Confederación Nacional del Trabajo

Que queremos en CNT

De Nosotr@s
Salta a la navegació Salta a la cerca

Nuestras reivindicaciones laborales

Y cuando negociamos, ¿sobre qué lo hacemos? Tenemos unas reivindicaciones mínimas que llevamos a todos nuestros conflictos, por ejemplo: queremos subidas de salario lineales que beneficien a los salarios más bajos; queremos que las subidas se efectúen sobre el sueldo base y no sobre los complementos; nos negamos a realizar horas extras y destajos; estamos en contra de los nuevos sistemas de trabajo que implican desafectación del puesto, polivalencia y movilidad funcional y geográfica; luchamos por romper la cadena que nos ata a la máquina empresarial, disminuyendo la jornada de trabajo, aumentando el tiempo de vacaciones y ocio, adelantando la jubilación a los 55 años; procuramos que el sindicato controle lo que produce el trabajador/a, negando su sello de garantía cuando el producto sea dañino o de baja calidad; impulsamos que l@s trabajadores/as, sus asambleas y sus secciones sindicales posean derecho a la negociación; pedimos una libertad sindical auténtica, que pase por la eliminación de subvenciones a las centrales sindicales, y que permita la actividad sindical dentro de las empresas sin ningún tipo de limitación...

Nuestras reivindicaciones sociales

No sólo actuamos en el ámbito de lo laboral, ya que lo social forma parte también de nuestra vida: propugnamos la plena igualdad entre hombres y mujeres; deseamos un desarrollo económico que no devaste el planeta y agote sus recursos potenciando la ecología; somos antimilitaristas porque no hay ninguna guerra justa, porque todas las guerras causan dolor y muerte al débil en tanto que enriquecen al poderoso; rechazamos las discriminaciones basadas en el género, en el aspecto, en la raza; nos oponemos a los grandes y pequeños nacionalismos, tantas veces empleados para enfrentar a l@s trabajadores/as en nombre de abstracciones como la nación y la patria; queremos un país en el que no se hacinen casi sesenta mil presos y presas en las cárceles por culpa de un sistema que primero crea el delito y luego hace al delincuente; pretendemos una educación libertaria en la que niños y niñas se eduquen en un sistema de valores alejado de la competitividad y el consumismo; combatimos las manipulaciones y supersticiones religiosas...; somos partidari@s de todo lo que potencie la libertad de las personas, de todo cuanto barra las desigualdades que existen, de todo lo que nos una fraternalmente.

Pero eso no es suficiente

Ganar más dinero, tener un contrato estable y que en el barrio haya buenos servicios, eso está bien.

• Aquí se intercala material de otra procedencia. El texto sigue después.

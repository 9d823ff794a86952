//! Change Log 类型定义

use chrono::{DateTime, Utc};
use serde::{Deserialize, Serialize};

/// Kind of change a run made (or would have made) to one record.
#[derive(Debug, Clone, Copy, PartialEq, Eq, Hash, Serialize, Deserialize)]
pub enum ChangeAction {
    /// Proxy turned off.
    #[serde(rename = "disable_proxy")]
    Disable,
    /// Dry run: proxy would have been turned off.
    #[serde(rename = "would_disable_proxy")]
    WouldDisable,
    /// Proxy turned back on.
    #[serde(rename = "restore_proxy")]
    Restore,
    /// Dry run: proxy would have been turned back on.
    #[serde(rename = "would_restore_proxy")]
    WouldRestore,
}

impl ChangeAction {
    /// Action for a disable run.
    #[must_use]
    pub fn disable(dry_run: bool) -> Self {
        if dry_run { Self::WouldDisable } else { Self::Disable }
    }

    /// Action for a restore run.
    #[must_use]
    pub fn restore(dry_run: bool) -> Self {
        if dry_run { Self::WouldRestore } else { Self::Restore }
    }

    #[must_use]
    pub fn is_dry_run(self) -> bool {
        matches!(self, Self::WouldDisable | Self::WouldRestore)
    }

    /// Same action with the dry-run tag removed.
    #[must_use]
    pub fn live(self) -> Self {
        match self {
            Self::Disable | Self::WouldDisable => Self::Disable,
            Self::Restore | Self::WouldRestore => Self::Restore,
        }
    }

    #[must_use]
    pub fn as_str(self) -> &'static str {
        match self {
            Self::Disable => "disable_proxy",
            Self::WouldDisable => "would_disable_proxy",
            Self::Restore => "restore_proxy",
            Self::WouldRestore => "would_restore_proxy",
        }
    }
}

impl std::fmt::Display for ChangeAction {
    fn fmt(&self, f: &mut std::fmt::Formatter<'_>) -> std::fmt::Result {
        f.write_str(self.as_str())
    }
}

/// One record change made (or simulated) during a run.
#[derive(Debug, Clone, PartialEq, Eq, Serialize, Deserialize)]
pub struct ChangeRecord {
    pub action: ChangeAction,
    pub account: String,
    #[serde(default, skip_serializing_if = "Option::is_none")]
    pub account_id: Option<String>,
    pub zone: String,
    pub zone_id: String,
    pub record_id: String,
    pub record_name: String,
    pub record_type: String,
    pub content: String,
    pub proxied_before: bool,
    pub proxied_after: bool,
    #[serde(default)]
    pub comment_before: Option<String>,
    #[serde(default)]
    pub comment_after: Option<String>,
    pub timestamp: DateTime<Utc>,
}

impl ChangeRecord {
    /// Whether the annotation differs before and after the change.
    #[must_use]
    pub fn comment_changed(&self) -> bool {
        self.comment_before != self.comment_after
    }
}

/// Append-only, ordered list of the changes of one run.
#[derive(Debug, Clone, Default, PartialEq, Eq, Serialize, Deserialize)]
#[serde(transparent)]
pub struct ChangeLog {
    records: Vec<ChangeRecord>,
}

impl ChangeLog {
    #[must_use]
    pub fn new() -> Self {
        Self::default()
    }

    pub fn push(&mut self, record: ChangeRecord) {
        self.records.push(record);
    }

    #[must_use]
    pub fn len(&self) -> usize {
        self.records.len()
    }

    #[must_use]
    pub fn is_empty(&self) -> bool {
        self.records.is_empty()
    }

    pub fn iter(&self) -> std::slice::Iter<'_, ChangeRecord> {
        self.records.iter()
    }

    #[must_use]
    pub fn as_slice(&self) -> &[ChangeRecord] {
        &self.records
    }
}

impl<'a> IntoIterator for &'a ChangeLog {
    type Item = &'a ChangeRecord;
    type IntoIter = std::slice::Iter<'a, ChangeRecord>;

    fn into_iter(self) -> Self::IntoIter {
        self.records.iter()
    }
}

Pero, si te fijas, podrás ver que este mundo está mal repartido.

Disponemos de unos recursos como nunca los hubo en la historia de la Humanidad: conocimientos, energía, medios de comunicación... Y sin embargo estamos rodeados de plagas: hambrunas, guerras, racismo, paro, muros, terrorismo, abuso de poder. Eso pasa aquí al lado, aquí mismo.

Y las causas son conocidas: privilegios en manos de un@s poc@s de individuos, que emplean la violencia de la manera más impune, avalados por el aparato del Estado y de sus medios de represión.

El mafioso más encallecido es un angelito comparado con el grupo de plutócratas y mandatarios que organizan guerras, viven en el lujo y reciben la bendición papal en las audiencias del Vaticano.

Piensa en los llamados accidentes de trabajo, que dejan mas de un millar de muert@s al año, ¿quiénes son l@s responsables, sino l@s industriales sin escrúpulos y l@s gobernantes interesados más en el dinero que en la vida?

Por eso la CNT no sólo lucha por ganar cuatro cuartos más que al final se come la inflación, sino por otro tipo de mundo.

¿Qué tipo de mundo queremos?

Eso está muy bien -estás pensando-, pero ¿qué es lo que queremos en realidad?

Queremos lo que dicen a todas horas: queremos la paz; queremos la libertad; queremos el fruto de nuestro trabajo, queremos que quien no trabaje pudiendo hacerlo, no coma; queremos que en cualquier parte del mundo cualquier persona pueda ser útil trabajando, habitar en una casa, ir a una escuela, tener su asiento en el banquete de la vida...

Pero para que eso llegue, hay que acabar con las causas de la desigualdad. De nada vale la caridad. Siglos de limosnas no han servido para traer la Justicia, porque la causa de los males del mundo, de la violencia, de que haya riquezas enormes en manos de banquer@s y empresari@s, es el Estado.

Queremos una sociedad sin Estado, en la que no quepa el poder, la violencia ni la explotación de unas personas sobre otras.